After reading the entries below, report how many lines have the string "group" in them, giving the number alone.
#### Excerpted records ####
//! Benchmarks for partitioned convolution against the built-in impulses.

use std::hint::black_box;

use criterion::{BenchmarkId, Criterion};
use saavy_fx::dsp::convolver::Convolver;
use saavy_fx::dsp::reverb::ImpulsePreset;

use crate::BLOCK_SIZES;

pub fn bench_convolver(c: &mut Criterion) {
    let mut group = c.benchmark_group("dsp/convolver");
    group.sample_size(20);

    for preset in ImpulsePreset::ALL {
        let impulse = preset.render(48_000.0);
        let left = impulse.channel(0).unwrap_or(&[]).to_vec();

        for &size in BLOCK_SIZES {
            let input: Vec<f32> = (0..size).map(|i| (i as f32 * 0.1).sin()).collect();
            let mut convolver = Convolver::new(&left, 0.5);
            group.bench_with_input(
                BenchmarkId::new(format!("{:?}", preset).to_lowercase(), size),
                &size,
                |b, _| {
                    b.iter(|| {
                        let mut sum = 0.0f32;
                        for &sample in &input {
                            sum += convolver.process(black_box(sample));
                        }
                        sum
                    })
                },
            );
        }
    }

    group.finish();
}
####
- _Your response_
4